I then took the huge step of moving into my own flat. I was feeling uncomfortable at home. I wanted to be able to do spontaneous things with my friends but I was expected to return straight home from work every night. Auntie was of the opinion that “nice girls” had no reason stay out after 10pm. Perhaps I just needed some independence. I found a flat in Bradford, went along to see it with an older cousin and plucked up the courage to tell Auntie. She was furious. She thought that she would never see me again. I promised her that that would not be the case and 24 hours later she relented and then gave me a number of lovely and useful items which set me up in my new home. I had a groundfloor flat at the back of an enormous victorian villa on the outskirts of Bradford’s city centre. It was not far from where I had lived as a child. In fact, only the red light district divided us! I quickly moved in. The rent was £16 per month.
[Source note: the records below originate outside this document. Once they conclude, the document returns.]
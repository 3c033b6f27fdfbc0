//! User repository trait defining the interface for account persistence.

use async_trait::async_trait;

use crate::domain::entities::user::User;
use crate::errors::DomainError;

/// Repository trait for User persistence operations
///
/// The two cascading operations touch the session table as well. They are
/// declared here because they must commit together with the user row.
#[async_trait]
pub trait UserRepository: Send + Sync {
    /// Find a user by username
    ///
    /// # Returns
    /// * `Ok(Some(User))` - User found
    /// * `Ok(None)` - No such user
    async fn find_by_username(&self, username: &str) -> Result<Option<User>, DomainError>;

    /// Create a new user
    ///
    /// # Returns
    /// * `Ok(User)` - The stored user
    /// * `Err(DomainError::Conflict)` - The username is taken
    async fn create(&self, user: User) -> Result<User, DomainError>;

    /// Replace the password hash and delete every session of the user, atomically
    ///
    /// # Returns
    /// * `Ok(u64)` - Number of sessions revoked
    /// * `Err(DomainError::NotFound)` - No such user; nothing changed
    async fn update_password_and_revoke_sessions(
        &self,
        username: &str,
        password_hash: &str,
    ) -> Result<u64, DomainError>;

    /// Delete the user together with all of their sessions, atomically
    ///
    /// # Returns
    /// * `Ok(true)` - User deleted
    /// * `Ok(false)` - No such user
    async fn delete_with_sessions(&self, username: &str) -> Result<bool, DomainError>;

    /// Check whether a username is taken
    async fn exists(&self, username: &str) -> Result<bool, DomainError> {
        Ok(self.find_by_username(username).await?.is_some())
    }
}
//! Shared error response structure

use chrono::{DateTime, Utc};
use serde::{Deserialize, Serialize};
use std::collections::HashMap;

/// Standard error response structure used across all API endpoints
#[derive(Debug, Clone, Serialize, Deserialize)]
pub struct ErrorResponse {
    /// Error code for client identification
    pub error: String,

    /// Human-readable error message
    pub message: String,

    /// Additional error details
    #[serde(skip_serializing_if = "Option::is_none")]
    pub details: Option<HashMap<String, serde_json::Value>>,

    /// Timestamp when the error occurred
    pub timestamp: DateTime<Utc>,
}

impl ErrorResponse {
    /// Create a new error response
    pub fn new(error: impl Into<String>, message: impl Into<String>) -> Self {
        Self {
            error: error.into(),
            message: message.into(),
            details: None,
            timestamp: Utc::now(),
        }
    }

    /// Add a detail field to the error response
    pub fn add_detail(mut self, key: impl Into<String>, value: impl Serialize) -> Self {
        let details = self.details.get_or_insert_with(HashMap::new);
        if let Ok(json_value) = serde_json::to_value(value) {
            details.insert(key.into(), json_value);
        }
        self
    }
}

/// Error codes used across the application
pub mod error_codes {
    pub const UNAUTHORIZED: &str = "UNAUTHORIZED";
    pub const FORBIDDEN: &str = "FORBIDDEN";
    pub const NOT_FOUND: &str = "NOT_FOUND";
    pub const CONFLICT: &str = "CONFLICT";
    pub const BAD_REQUEST: &str = "BAD_REQUEST";
    pub const METHOD_NOT_ALLOWED: &str = "METHOD_NOT_ALLOWED";
    pub const INTERNAL_ERROR: &str = "INTERNAL_ERROR";
}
It was around this time that I was unceremoniously dumped by my boyfriend of just a few months. We were introduced by a mutual friend at work and over the course of the summer months he would pick me up in his car and we would go for a drive and usually listen to “Beyond Our Ken” or “I’m sorry I’ll read that again”. We didn’t meet up at work at lunchtime; I suppose we only saw each other once or twice a week. I remember we did go to see “Bonnie and Clyde” when it first came out and to one or two parties but it remained fairly low key. The end came when I invited him to my new flat and fed him the latest thing in instant catering – a Vesta Curry. As most of us had never tasted a real curry at this time, we thought this range, which you made from a dessicated state by boiling it in water, was the real deal. It definitely was not! You had to be there to appreciate just how dire this stuff was. Anyway, as he left, he said “I don’t think we should see each other any more”. I said “Oh, alright” and we parted company. I didn’t ask why.

So then I was bridesmaid for the other friend who had come with Françoise and I to Scotland. It was a lovely day and Auntie came too. Which just reminds me that I had already been a bridesmaid for another friend who was married in late 1966. I was surrounded by weddings and still no-one in sight for me!

I applied for the post of the Children’s Librarian of Halifax. I had flourished under the mentorship of Vera Jacques, the innovative Children’s Librarian of Bradford. My library qualification was going well, if slowly. It was a day-release course paid for by my employer and took around 5 years to complete. I was successful and started in the autum of 1968. I also made my final appearance with Bingley Amateurs in the chorus of “Die Fledermaus” (The Bat) a Strauss operetta.

The end of the year was approaching and I was rehearsing with colleagues from my previous job ready to sing at the Christmas party. The friend who had introduced me to my previous boyfriend now invited me to go on a double date with her. She had met a group of students from the university (not sure how). She and another friend had gone out with them but it hadn’t worked out for the other couple. My singing friends gave me a lift to the flat where these students – 3 of them from Bradford University.

Children! I was about meet your father. He came down the stairs and I thought “I always end up with the short, round one”. For some reason, the three of them all lived in their own rooms and there was no socialising in the living room. I sat in his room while he prepared a meal of pork chop, peas and mashed potato. We talked for hours until I insisted on being taken home. His friend, a young man from Iran, had a Ford Capri! Richard asked to see me again…..

And to quote Charlotte Brontë “Reader, I married him”!